Jacqueline Poh, IDA's managing director, also noted that several technology components will be among the government's top 10 list of procurements for first time this year, pointing to data analytics, robotics, and Internet of Things (IoT) as examples.
Taking back ICT development in-house to be "nimble"
Also new is the way the government would seek IT services, according to Poh.
"We don't believe it's feasible to have an extensively outsourced approach to government procurement in IT," she explained, stressing the need to build internal capabilities in engineering and data analytics, for instance. "We want to do this because a digital government needs to be nimble."
She said the government, "over time", was targeting to have up to 20 percent of its ICT procurements to be carried out in-house, compared to the current environment where its deployments were "largely" outsourced to external vendors.
Noting that this impacted the way the government delivers its IT services, Chan added: "In the past, everything was built by a vendor, Today, we're defining how they should be built."
Reclaiming IT developments allowed for faster output and changes that need to be carried out would be done more quickly. The government also would have more control over the project's outcome, Poh said.
She added that some agencies had started in-house development last year and the outcome had been positive. Projects that used to take one to two years to deploy through the outsourcing route could be reduced to months with internal development, she said.
IDA in April announced plans to open a new software design and development facility to allow government agencies to access its research and data analytics capabilities, and create e-government services that better meet the needs of Singaporeans.
The ICT regulator works with 96 government agencies to provide e-services for its citizens.
Spanning 13,000 square feet and scheduled for launch in mid-July, the new development lab is located at Lucasfilm's local campus Sandcrawler in the country's research and development hub, Fusionopolis.
Smart homes go on sale
Also this week, the Singapore government made available for sale its first lot of public housing in Punggol Northshore that have been designed to be smart homes. Starting from S$88,000 (US$65,362), or S$28,000 (US$20,797) with government grants, for a two-room flat, the apartment units will come with additional power and data points to enable easy installation of smart technologies, which residents can choose to deploy in their homes.

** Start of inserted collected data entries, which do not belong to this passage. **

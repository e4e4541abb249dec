/// User-tunable garment placement, each value a fraction of the canvas
/// dimensions. Values are clamped to their declared ranges before use.
#[derive(Debug, Clone, Copy, PartialEq)]
pub struct Placement {
    /// Garment width as a fraction of canvas width, in [0.5, 1.2]
    pub scale: f32,
    /// Garment top edge as a fraction of canvas height, in [0.1, 0.5]
    pub offset_y: f32,
    /// Horizontal shift from center as a fraction of canvas width, in [-0.2, 0.2]
    pub offset_x: f32,
}

impl Placement {
    pub const SCALE_MIN: f32 = 0.5;
    pub const SCALE_MAX: f32 = 1.2;
    pub const OFFSET_Y_MIN: f32 = 0.1;
    pub const OFFSET_Y_MAX: f32 = 0.5;
    pub const OFFSET_X_MIN: f32 = -0.2;
    pub const OFFSET_X_MAX: f32 = 0.2;

    pub fn new(scale: f32, offset_y: f32, offset_x: f32) -> Self {
        Self {
            scale,
            offset_y,
            offset_x,
        }
        .clamped()
    }

    /// Clamp every parameter to its declared range
    ///
    /// The geometry has no invalid region, only unintended ones, so
    /// out-of-range values are pulled back rather than rejected.
    pub fn clamped(self) -> Self {
        Self {
            scale: self.scale.clamp(Self::SCALE_MIN, Self::SCALE_MAX),
            offset_y: self.offset_y.clamp(Self::OFFSET_Y_MIN, Self::OFFSET_Y_MAX),
            offset_x: self.offset_x.clamp(Self::OFFSET_X_MIN, Self::OFFSET_X_MAX),
        }
    }
}

impl Default for Placement {
    fn default() -> Self {
        Self {
            scale: 0.8,
            offset_y: 0.25,
            offset_x: 0.0,
        }
    }
}

/// Destination rectangle for the garment overlay, in canvas pixels.
/// May extend past the canvas edge; rendering clips rather than rejecting.
#[derive(Debug, Clone, Copy, PartialEq)]
pub struct OverlayRect {
    pub x: f32,
    pub y: f32,
    pub width: f32,
    pub height: f32,
}

/// Compute the garment's destination rectangle on the canvas
///
/// `aspect` is garment width / height; the overlay height follows from the
/// width, so the garment is never independently stretched vertically.
/// `aspect` must be positive and finite; a decoded garment image always is.
pub fn compute_rect(
    canvas_width: u32,
    canvas_height: u32,
    aspect: f32,
    placement: Placement,
) -> OverlayRect {
    let p = placement.clamped();
    let canvas_w = canvas_width as f32;
    let canvas_h = canvas_height as f32;

    let width = canvas_w * p.scale;
    let height = width / aspect;

    // Centered horizontally, shifted by the offsets
    let x = (canvas_w - width) / 2.0 + p.offset_x * canvas_w;
    let y = canvas_h * p.offset_y;

    OverlayRect {
        x,
        y,
        width,
        height,
    }
}
use fitroom::catalog::{CatalogStore, FsCatalogStore};
use fitroom::compose::encode_png;
use fitroom::loader;
use fitroom::segmentation::Mask;
use fitroom::session::{Garment, Preview, TryOnSession};
use fitroom::store::{FsStore, HistoryStore};
use image::{Rgb, RgbImage, Rgba, RgbaImage};
use tempfile::tempdir;

fn full_mask(width: u32, height: u32) -> Mask {
    Mask::new(width, height, vec![255; (width * height) as usize])
}

#[test]
fn empty_catalog_still_previews_the_masked_photo() {
    let dir = tempdir().unwrap();
    let catalog = FsCatalogStore::new(dir.path());

    let items = catalog.list().expect("list");
    assert!(items.is_empty());

    let mut session = TryOnSession::new();
    session.model_ready();
    let request = session
        .submit_photo(RgbImage::from_pixel(8, 8, Rgb([7, 7, 7])))
        .expect("request");
    session.complete_segmentation(request.generation, Ok(full_mask(8, 8)));

    // Nothing to select, so the preview is the segmented photo alone
    match session.preview() {
        Preview::Masked(masked) => assert_eq!(masked.dimensions(), (8, 8)),
        _ => panic!("expected masked preview"),
    }
}

#[test]
fn saved_look_round_trips_through_history() {
    let dir = tempdir().unwrap();
    let catalog = FsCatalogStore::new(dir.path());
    let store = FsStore::new(dir.path());

    let garment_png =
        encode_png(&RgbaImage::from_pixel(10, 10, Rgba([200, 0, 0, 255]))).expect("encode");
    let item = catalog
        .create("Blue T-Shirt", "T-Shirts", &garment_png)
        .expect("create");

    let mut session = TryOnSession::new();
    session.model_ready();
    let request = session
        .submit_photo(RgbImage::from_pixel(16, 24, Rgb([40, 50, 60])))
        .expect("request");
    session.complete_segmentation(request.generation, Ok(full_mask(16, 24)));

    let image = loader::load_garment(&item.image_path).expect("garment decodes");
    session.select_garment(Some(Garment {
        item: item.clone(),
        image,
    }));

    let combined = session.combined().expect("combined");
    let png = encode_png(combined).expect("encode");
    let record = store
        .record_try_on("ada", &item.id, &png)
        .expect("record try-on");

    let history = store.list_try_on_history("ada").expect("history");
    assert_eq!(history.len(), 1);
    assert_eq!(history[0].id, record.id);
    assert_eq!(history[0].clothing_item_id, item.id);

    // The stored look is the canvas-sized composite, alpha intact
    let decoded = image::open(&history[0].image_path)
        .expect("stored look decodes")
        .to_rgba8();
    assert_eq!(decoded.dimensions(), (16, 24));
}
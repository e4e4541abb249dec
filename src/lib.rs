//! Virtual clothing try-on pipeline: portrait segmentation, alpha
//! compositing and parametric garment placement, backed by a filesystem
//! catalog and per-user try-on history.

pub mod auth;
pub mod catalog;
pub mod compose;
pub mod loader;
pub mod segmentation;
pub mod session;
pub mod store;
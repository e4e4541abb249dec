use crate::catalog::ClothingItem;
use crate::compose::{apply_mask, compose, Placement};
use crate::segmentation::{Mask, SegmentationError, SegmentationModel};
use image::{RgbImage, RgbaImage};

/// Lifecycle of one segmentation + composite cycle.
#[derive(Debug, Clone, Copy, PartialEq, Eq)]
pub enum ProcessingState {
    /// No photo submitted yet
    Idle,
    /// Model loading, or segmentation in flight
    Loading,
    /// Masked (and possibly combined) image available
    Ready,
    /// Model load or segmentation failed; preview degrades to the best
    /// available prior image
    Error,
}

/// A catalog item paired with its decoded image, ready to composite.
pub struct Garment {
    pub item: ClothingItem,
    pub image: RgbaImage,
}

/// Segmentation work handed to the driver. The photo buffer is the cycle's
/// own copy; concurrent cycles never share buffers.
pub struct SegmentationRequest {
    pub generation: u64,
    pub photo: RgbImage,
}

/// Best available preview, in degradation order.
pub enum Preview<'a> {
    Combined(&'a RgbaImage),
    Masked(&'a RgbaImage),
    Source(&'a RgbImage),
    /// Nothing to show yet; callers render a placeholder
    Empty,
}

enum ModelStatus {
    Loading,
    Ready,
    Failed,
}

/// Recomputation controller for one try-on view
///
/// An explicit state machine replaces the reactive effect chains such UIs
/// usually grow: every input change (photo, model readiness, garment
/// selection, placement) is an event, and a monotonically increasing
/// generation counter decides whether an asynchronous segmentation result
/// is still current when it arrives. Segmentation always runs strictly
/// before any composite that depends on it, and only the newest photo's
/// output is ever shown.
///
/// The session is sans-IO: it never calls the model itself. It emits
/// [`SegmentationRequest`]s for a driver to execute (see [`execute`]) and
/// consumes completions through [`TryOnSession::complete_segmentation`], so
/// completion ordering is owned by the driver and the staleness check here
/// is the single defense.
pub struct TryOnSession {
    generation: u64,
    model: ModelStatus,
    source: Option<RgbImage>,
    awaiting_model: bool,
    masked: Option<RgbaImage>,
    combined: Option<RgbaImage>,
    garment: Option<Garment>,
    placement: Placement,
    state: ProcessingState,
}
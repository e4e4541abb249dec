use super::preprocess::Preprocessor;
use super::types::{Mask, SegmentationError, SegmentationModel};
use image::RgbImage;
use ort::{GraphOptimizationLevel, Session};
use std::path::Path;

/// MODNet portrait matting model
///
/// Single forward pass per photo: one `src` input, one alpha matte output.
/// Unlike video matting models there is no temporal state to carry between
/// calls, so inference is a pure function of the model file and the photo.
pub struct PortraitMatting {
    session: Session,
    preprocessor: Preprocessor,
    width: u32,
    height: u32,
}

impl PortraitMatting {
    /// Load a MODNet-style model from an ONNX file
    ///
    /// # Arguments
    /// * `model_path` - Path to the ONNX model file
    ///
    /// # Default Configuration
    /// - Input size: 512x512 (can be adjusted for performance/quality tradeoff)
    ///
    /// Dropping the returned value releases the ONNX Runtime session and any
    /// memory the model holds.
    pub fn load<P: AsRef<Path>>(model_path: P) -> Result<Self, SegmentationError> {
        let path = model_path.as_ref();

        tracing::info!("Loading matting model from {}", path.display());

        let session = build_session(path).map_err(|e| {
            SegmentationError::ModelUnavailable(format!(
                "failed to load model from {}: {e}",
                path.display()
            ))
        })?;

        tracing::info!("Matting model loaded successfully");

        // 512x512 is a good balance of edge quality and latency for portraits
        let width = 512;
        let height = 512;

        let preprocessor = Preprocessor::new(width, height);

        Ok(Self {
            session,
            preprocessor,
            width,
            height,
        })
    }
}

fn build_session(path: &Path) -> Result<Session, ort::Error> {
    Session::builder()?
        .with_optimization_level(GraphOptimizationLevel::Level3)?
        .with_intra_threads(4)?
        .commit_from_file(path)
}

impl SegmentationModel for PortraitMatting {
    fn segment(&mut self, photo: &RgbImage) -> Result<Mask, SegmentationError> {
        let _span = tracing::debug_span!("portrait_matting").entered();

        // Preprocess photo to NCHW tensor
        let input_tensor = self.preprocessor.preprocess(photo);

        // Run inference
        let _infer_span = tracing::debug_span!("inference").entered();
        let inputs = ort::inputs![input_tensor.view()]
            .map_err(|e| SegmentationError::Inference(e.to_string()))?;
        let outputs = self
            .session
            .run(inputs)
            .map_err(|e| SegmentationError::Inference(e.to_string()))?;
        drop(_infer_span);

        // The matte is the sole output, shape [1, 1, H, W]
        let matte = outputs[0]
            .try_extract_tensor::<f32>()
            .map_err(|e| SegmentationError::Inference(e.to_string()))?
            .view()
            .to_owned();

        let shape = matte.shape();
        if shape.len() != 4 {
            return Err(SegmentationError::Inference(format!(
                "unexpected matte shape {shape:?}"
            )));
        }
        let matte_height = shape[2];
        let matte_width = shape[3];

        let matte_flat: Vec<f32> = matte.iter().copied().collect();

        // Postprocess: resize back to photo dimensions
        let (photo_width, photo_height) = photo.dimensions();
        Ok(Preprocessor::postprocess_matte(
            &matte_flat,
            matte_width as u32,
            matte_height as u32,
            photo_width,
            photo_height,
        ))
    }

    fn input_size(&self) -> (u32, u32) {
        (self.width, self.height)
    }
}
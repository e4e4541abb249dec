mod fs_store;

pub use fs_store::FsCatalogStore;

use crate::store::StorageError;
use chrono::{DateTime, Utc};
use serde::{Deserialize, Serialize};
use std::path::PathBuf;

/// One entry in the clothing catalog.
#[derive(Debug, Clone, Serialize, Deserialize)]
pub struct ClothingItem {
    pub id: String,
    pub name: String,
    pub category: String,
    /// Location of the stored garment image blob
    pub image_path: PathBuf,
    pub created_at: DateTime<Utc>,
}

/// Clothing catalog boundary (listing plus admin CRUD).
pub trait CatalogStore {
    /// All catalog items, unordered. An empty catalog is a valid state.
    fn list(&self) -> Result<Vec<ClothingItem>, StorageError>;

    /// Look up a single item by id.
    fn get(&self, id: &str) -> Result<ClothingItem, StorageError>;

    /// Store the garment image blob and create a catalog record for it.
    fn create(
        &self,
        name: &str,
        category: &str,
        image_bytes: &[u8],
    ) -> Result<ClothingItem, StorageError>;

    /// Delete the catalog record, then best-effort delete its stored image.
    /// A failed image deletion never fails the record deletion.
    fn delete(&self, id: &str) -> Result<(), StorageError>;
}
use anyhow::{Context, Result};
use clap::{Args, Parser, Subcommand};
use fitroom::auth::{AuthProvider, LocalUser};
use fitroom::catalog::{CatalogStore, FsCatalogStore};
use fitroom::compose::{encode_png, Placement};
use fitroom::loader;
use fitroom::segmentation;
use fitroom::session::{execute, Garment, Preview, TryOnSession};
use fitroom::store::{FsStore, HistoryStore, PhotoStore};
use std::path::{Path, PathBuf};
use std::time::Instant;

#[derive(Parser, Debug)]
#[command(author, version, about, long_about = None)]
struct Cli {
    /// Data directory for the catalog, user photos and history
    #[arg(long, default_value = "fitroom-data")]
    data_dir: PathBuf,

    /// Enable debug logging
    #[arg(long)]
    debug: bool,

    #[command(subcommand)]
    command: Command,
}

#[derive(Subcommand, Debug)]
enum Command {
    /// Compose a try-on preview from a photo and a catalog garment
    TryOn(TryOnArgs),

    /// Manage the clothing catalog
    #[command(subcommand)]
    Catalog(CatalogCommand),

    /// List a user's saved looks, newest first
    History {
        /// Acting user
        #[arg(long, default_value = "local")]
        user: String,
    },
}

#[derive(Args, Debug)]
struct TryOnArgs {
    /// Path to the portrait matting model (ONNX file)
    /// If not provided, runs without segmentation and previews the raw photo
    #[arg(long)]
    model: Option<PathBuf>,

    /// User photo to try clothing on
    #[arg(long)]
    photo: PathBuf,

    /// Catalog item id to overlay; omit to preview the segmented photo alone
    #[arg(long)]
    garment: Option<String>,

    /// Garment width as a fraction of canvas width
    #[arg(long, default_value_t = 0.8)]
    scale: f32,

    /// Garment top edge as a fraction of canvas height
    #[arg(long, default_value_t = 0.25)]
    offset_y: f32,

    /// Horizontal shift from center as a fraction of canvas width
    #[arg(long, default_value_t = 0.0)]
    offset_x: f32,

    /// Longest photo edge accepted before downscaling
    #[arg(long, default_value_t = loader::DEFAULT_MAX_PHOTO_EDGE)]
    max_edge: u32,

    /// Where to write the preview PNG
    #[arg(short, long, default_value = "look.png")]
    out: PathBuf,

    /// Acting user
    #[arg(long, default_value = "local")]
    user: String,

    /// Also store the photo and record the look in the user's history
    #[arg(long)]
    save: bool,
}

#[derive(Subcommand, Debug)]
enum CatalogCommand {
    /// Add a clothing item
    Add {
        #[arg(long)]
        name: String,

        #[arg(long)]
        category: String,

        /// Garment image (transparent PNG recommended)
        #[arg(long)]
        image: PathBuf,
    },
    /// List catalog items
    List,
    /// Remove a clothing item and its stored image
    Remove {
        #[arg(long)]
        id: String,
    },
}

fn main() -> Result<()> {
    let cli = Cli::parse();

    // Initialize logging
    let log_level = if cli.debug {
        tracing::Level::DEBUG
    } else {
        tracing::Level::INFO
    };

    tracing_subscriber::fmt()
        .with_max_level(log_level)
        .with_target(false)
        .init();

    match cli.command {
        Command::TryOn(args) => run_try_on(&cli.data_dir, args),
        Command::Catalog(command) => run_catalog(&cli.data_dir, command),
        Command::History { user } => run_history(&cli.data_dir, &user),
    }
}

fn run_try_on(data_dir: &Path, args: TryOnArgs) -> Result<()> {
    let auth = LocalUser::new(&args.user);
    let account = auth.current_user().context("No signed-in user")?;

    let catalog = FsCatalogStore::new(data_dir);
    let store = FsStore::new(data_dir);

    tracing::info!("Fitroom try-on starting for user {}", account.id);

    let photo = loader::load_photo(&args.photo, args.max_edge)
        .with_context(|| format!("Failed to load photo {}", args.photo.display()))?;
    tracing::info!("Photo: {}x{}", photo.width(), photo.height());

    let mut session = TryOnSession::new();

    // Resolve the garment selection up front so the composite can run as
    // soon as the mask lands
    if let Some(id) = &args.garment {
        let item = catalog
            .get(id)
            .with_context(|| format!("Clothing item {id} not in catalog"))?;
        let image = loader::load_garment(&item.image_path).with_context(|| {
            format!("Failed to load garment image {}", item.image_path.display())
        })?;
        tracing::info!("Selected {} ({})", item.name, item.category);
        session.select_garment(Some(Garment { item, image }));
    }
    session.set_placement(Placement::new(args.scale, args.offset_y, args.offset_x));

    // Submitted before the model is up; the photo pends until model_ready
    let deferred = session.submit_photo(photo);
    debug_assert!(deferred.is_none());

    let mut model = match &args.model {
        Some(path) => {
            let load_start = Instant::now();
            match segmentation::load_default_model(path) {
                Ok(model) => {
                    tracing::info!("Model loaded in {:.1?}", load_start.elapsed());
                    Some(model)
                }
                Err(e) => {
                    tracing::warn!("{e}");
                    None
                }
            }
        }
        None => {
            tracing::info!("Running without segmentation (no model given)");
            None
        }
    };

    match &mut model {
        Some(model) => {
            if let Some(request) = session.model_ready() {
                let segment_start = Instant::now();
                execute(&mut session, model.as_mut(), request);
                tracing::info!("Segmentation completed in {:.1?}", segment_start.elapsed());
            }
        }
        None => session.model_failed(),
    }

    if session.garment().is_some() && session.combined().is_none() {
        tracing::warn!("Garment overlay needs a segmented photo; preview degrades");
    }

    let preview_png = match session.preview() {
        Preview::Combined(combined) => {
            tracing::info!("Preview: combined composite");
            encode_png(combined)?
        }
        Preview::Masked(masked) => {
            tracing::info!("Preview: segmented photo (no garment overlay)");
            encode_png(masked)?
        }
        Preview::Source(source) => {
            tracing::info!("Preview: raw photo");
            encode_png(&image::DynamicImage::ImageRgb8(source.clone()).to_rgba8())?
        }
        Preview::Empty => anyhow::bail!("Nothing to preview"),
    };

    std::fs::write(&args.out, &preview_png)
        .with_context(|| format!("Failed to write {}", args.out.display()))?;
    tracing::info!("Wrote {}", args.out.display());

    if args.save {
        let photo_bytes = std::fs::read(&args.photo)
            .with_context(|| format!("Failed to re-read {}", args.photo.display()))?;
        store.store_user_photo(&account.id, &photo_bytes)?;

        if let (Some(garment), Some(_)) = (session.garment(), session.combined()) {
            let record = store.record_try_on(&account.id, &garment.item.id, &preview_png)?;
            tracing::info!("Saved look {}", record.id);
        } else {
            tracing::warn!("No composite to save; only the photo was stored");
        }
    }

    Ok(())
}

fn run_catalog(data_dir: &Path, command: CatalogCommand) -> Result<()> {
    let catalog = FsCatalogStore::new(data_dir);

    match command {
        CatalogCommand::Add {
            name,
            category,
            image,
        } => {
            let bytes = std::fs::read(&image)
                .with_context(|| format!("Failed to read {}", image.display()))?;
            // Reject assets the compositor could not decode later
            image::load_from_memory(&bytes)
                .with_context(|| format!("{} is not a decodable image", image.display()))?;

            let item = catalog.create(&name, &category, &bytes)?;
            println!("{}  {}  {}", item.id, item.name, item.category);
        }
        CatalogCommand::List => {
            let items = catalog.list()?;
            if items.is_empty() {
                println!("Catalog is empty");
            }
            for item in items {
                println!(
                    "{}  {}  {}  (added {})",
                    item.id,
                    item.name,
                    item.category,
                    item.created_at.format("%Y-%m-%d %H:%M")
                );
            }
        }
        CatalogCommand::Remove { id } => {
            catalog.delete(&id)?;
            println!("Removed {id}");
        }
    }

    Ok(())
}

fn run_history(data_dir: &Path, user: &str) -> Result<()> {
    let store = FsStore::new(data_dir);
    let records = store.list_try_on_history(user)?;

    if records.is_empty() {
        println!("No saved looks for {user}");
    }
    for record in records {
        println!(
            "{}  item {}  {}  (saved {})",
            record.id,
            record.clothing_item_id,
            record.image_path.display(),
            record.created_at.format("%Y-%m-%d %H:%M")
        );
    }

    Ok(())
}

These include home energy management system to monitor the power consumption of their home appliances, as well as healthcare monitoring systems for elderly or patient care.
Smart technologies also will be deployed in the estate's surroundings such as carpark management systems to monitor parking demand and environmental modeling to study wind flow and temperature, which will provide data to assist Singapore's city planners in deciding where to place outdoor amenities such as playgrounds.
With the large volumes of data expected to be collected, stored, and analyzed, security would have to play a big part in the country's smart nation ambition.
According to Poh, security accounted for S$29 million (US$21.54 million) of the government's ICT spending in 2013. This figure climbed to S$408.6 million (US$303.49 million) last year, some of which went toward beefing up the capabilities of its Cyber Watch Center.
Concerns about security led to the Singapore government's move to own the smart nation platform, she said, so it would have greater control over outcomes and changes that would need to be made. "More importantly, it enables us to establish a security stance for the smart nation platform. We take cybersecurity very seriously because there will be a lot of data flowing through it."
She added that its security plan, for instance, would ensure data centers were secured and encryption was used to safeguard sensitive data.
This also includes plans to own the telecommunications infrastructure that carries the data, which ZDNet understands to mean ensuring leased lines used to transmit such data will be owned by the government.